Алексей Евграфович мало бывал на воздухе: в тихие солнечные дни, когда мороз был не слишком велик, он просиживал на своей террасе минут тридцать-сорок — в основном же проводил время в кресле у письменного стола, сидел. Думал, вспоминал, подытоживал результаты, полученные последними его аспирантами, находил объяснения установленным экспериментальным данным. И все это в уме, без карандаша и бумаги. Алексей Евграфович не владел современным арсеналом теоретических представлений, но те объяснения, которые он давал найденным фактам, по существу своему вполне отвечают тем теоретическим основам, которыми пользуются в своих работах химики-органики наших дней. Когда он привел все умозаключения в стройную систему, он стал диктовать мне свою последнюю статью, которую я послала в Казань, где была в то время редакция «Журнала общей химии», редактором которого Алексей Евграфович состоял с 1900 года, и где жил заместитель редактора С. Н. Данилов. Свои соображения, изложенные в статье, Алексей Евграфович доложил затем осенью 1943 года на сессии Академии наук в Москве.

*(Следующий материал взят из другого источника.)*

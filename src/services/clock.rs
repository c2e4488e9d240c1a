use chrono::{DateTime, Duration, Utc};
use parking_lot::RwLock;

/// Time source for creation stamps and expiry checks
pub trait Clock: Send + Sync {
    fn now(&self) -> DateTime<Utc>;
}

#[derive(Debug, Default, Clone, Copy)]
pub struct SystemClock;

impl Clock for SystemClock {
    fn now(&self) -> DateTime<Utc> {
        Utc::now()
    }
}

/// Manually driven clock
#[derive(Debug)]
pub struct FixedClock {
    now: RwLock<DateTime<Utc>>,
}

impl FixedClock {
    pub fn new(now: DateTime<Utc>) -> Self {
        Self {
            now: RwLock::new(now),
        }
    }

    pub fn set(&self, now: DateTime<Utc>) {
        *self.now.write() = now;
    }

    pub fn advance(&self, by: Duration) {
        *self.now.write() += by;
    }
}

impl Clock for FixedClock {
    fn now(&self) -> DateTime<Utc> {
        *self.now.read()
    }
}
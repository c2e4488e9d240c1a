//! Link creation and statistics endpoints

use std::sync::Arc;

use actix_web::{HttpResponse, Responder, web};
use tracing::{error, info, trace};

use super::types::{ApiError, ApiResponse, PostLinkBatch};
use crate::services::{CreateLinkRequest, LinkService};

pub struct LinkApi;

impl LinkApi {
    /// `POST /api/links`
    pub async fn create_links(
        body: web::Json<PostLinkBatch>,
        service: web::Data<Arc<LinkService>>,
    ) -> impl Responder {
        let requests: Vec<CreateLinkRequest> = body
            .into_inner()
            .requests
            .into_iter()
            .map(CreateLinkRequest::from)
            .collect();
        trace!("Link API: create batch of {}", requests.len());

        let max_batch = service.settings().max_batch;
        match service.create_batch(&requests, max_batch).await {
            Ok(created) => {
                info!("Link API: created {} links", created.len());
                HttpResponse::Created().json(ApiResponse {
                    code: 0,
                    data: created,
                })
            }
            Err(e) => {
                if !e.error.is_client_error() {
                    error!("Link API: batch failed: {}", e);
                }
                HttpResponse::build(e.error.http_status()).json(ApiError::from(&e))
            }
        }
    }

    /// `GET /api/stats`
    pub async fn stats(service: web::Data<Arc<LinkService>>) -> impl Responder {
        match service.report().await {
            Ok(report) => HttpResponse::Ok().json(ApiResponse {
                code: 0,
                data: report,
            }),
            Err(e) => {
                error!("Link API: report failed: {}", e);
                HttpResponse::build(e.http_status()).json(ApiError::from_engine(&e, None))
            }
        }
    }
}

pub fn link_api_routes() -> actix_web::Scope {
    web::scope("/api")
        .route("/links", web::post().to(LinkApi::create_links))
        .route("/stats", web::get().to(LinkApi::stats))
}
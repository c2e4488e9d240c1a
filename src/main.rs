use clap::Parser;

use lapselink::cli::Cli;
use lapselink::runtime::modes::{self, Mode};
use lapselink::system::{init_cli_logging, init_logging};

#[tokio::main]
async fn main() -> anyhow::Result<()> {
    dotenvy::dotenv().ok();

    let cli = Cli::parse();
    let config = lapselink::config::init_config(cli.config.as_deref());

    match modes::detect_mode(cli.command.as_ref()) {
        Mode::Cli => {
            let log_guard = init_cli_logging(&config.logging)?;
            let Some(command) = cli.command else {
                return Ok(());
            };
            if let Err(e) = modes::run_cli(command).await {
                eprintln!("{}", e.format_colored());
                drop(log_guard);
                std::process::exit(1);
            }
            Ok(())
        }
        Mode::Server => {
            // guard 需要存活到进程结束
            let _log_guard = init_logging(&config.logging)?;
            modes::run_server().await
        }
        Mode::Unknown => {
            anyhow::bail!("No execution mode enabled; build with the `server` feature")
        }
    }
}
//! Statistics report command

use crate::interfaces::cli::CliError;
use crate::services::LinkService;

pub async fn print_report(service: &LinkService) -> Result<(), CliError> {
    let report = service.report().await?;
    let json = serde_json::to_string_pretty(&report)
        .map_err(|e| CliError::CommandError(format!("Failed to serialize report: {}", e)))?;
    println!("{}", json);
    Ok(())
}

В медицинском обслуживании академиков произошла перемена: к С. С. Слиозберг приехал из Москвы муж, пожил некоторое время в Боровом, а потом они вместе уехали в Москву. Наблюдать за здоровьем академиков и всего коллектива стал врач курорта Сергей Георгиевич Бражников, мужчина лет пятидесяти с сильной проседью, знающий врач и интересный и очень разговорчивый собеседник. Он уже несколько лет жил в Боровом со своей больной женой. Он был направлен в Боровое как подозрительная личность и не имел права уезжать оттуда. Время от времени он навещал Алексея Евграфовича, поговорив с ним о здоровье и на какие-нибудь общие темы, он переходил в столовую, садился к столу, пил чай и разговаривал, разговаривал…
Посидев с ним несколько времени, Мария Маркеловна уходила заниматься своими делами, обязанность занимать Сергея Георгиевича возлагалась на Ирину, таким образом она была его постоянной собеседницей. Он завоевал симпатию всего коллектива и после отъезда академиков вел переписку с некоторыми академическими домами, в том числе написал несколько писем и Марии Маркеловне. Дети в основном все были здоровы, так что помощи доктора Лови почти не требовалось. Бывая в Боровом, она заходила к нам, расспрашивала про детей, давала советы по воспитанию Танюши, прививала ей оспу, никаких других прививок и уколов в то время не делали. Танюша уже бегала и начинала болтать. Помню, как она делала свои первые шаги. У нас в столовой сидел Володя Тищенко. Танюшу спустили там на пол, он протянул к ней руки, стал звать ее к себе, и она сделала свои первые неуверенные шажки и ухватилась за его руку. 6 ноября ей исполнился год, а мы все не могли собраться зарегистрировать ее. Наконец я взяла справку из больницы, Олин паспорт и отправилась в сельсовет, где и получила ее свидетельство о рождении, напечатанное на двух языках — русском и казахском.
В этом году под Новый год в корпусе устроили елку с детскими выступлениями для детей коллектива. Маша продолжала успешно заниматься английским и подготовила для елки английские стишки и очень мило рассказала их, наряженная в чепчик и передничек, сделанные из бумаги. К сожалению, семейство Бурденко вместе с преподавательницей английского языка Александрой Владимировной вскоре уехали в Москву, следуя распоряжению Бурденко. Александра Владимировна не только прекрасно владела языком, но была и хорошим педагогом, умела заинтересовать детей, вела занятия весело и живо. Мы искренне о ней пожалели. Бросать так хорошо начатые занятия было бы обидно, и мы обратились к племяннице О. Н. Баранниковой — Е. А. Барановской — с просьбой заниматься с Машей и Валей. Е. А. согласилась, и дети занимались почти до самого отъезда. Занятия с Е. А. Барановской шли тоже очень успешно.
1943 год, завершение окружения обреченных дивизий Паулюса, их постепенное уничтожение… Теперь это все хорошо известно, а тогда мы не могли предвидеть, чем все это кончится, волновались, тревожились, с замиранием сердца следили по карте, как постепенно замыкалось роковое кольцо. Кольцо-то замкнулось, а каково было удержать его, отражая яростные атаки врага и снаружи кольца, и изнутри его! Но вот Паулюс капитулировал — какая радость, какое ликование!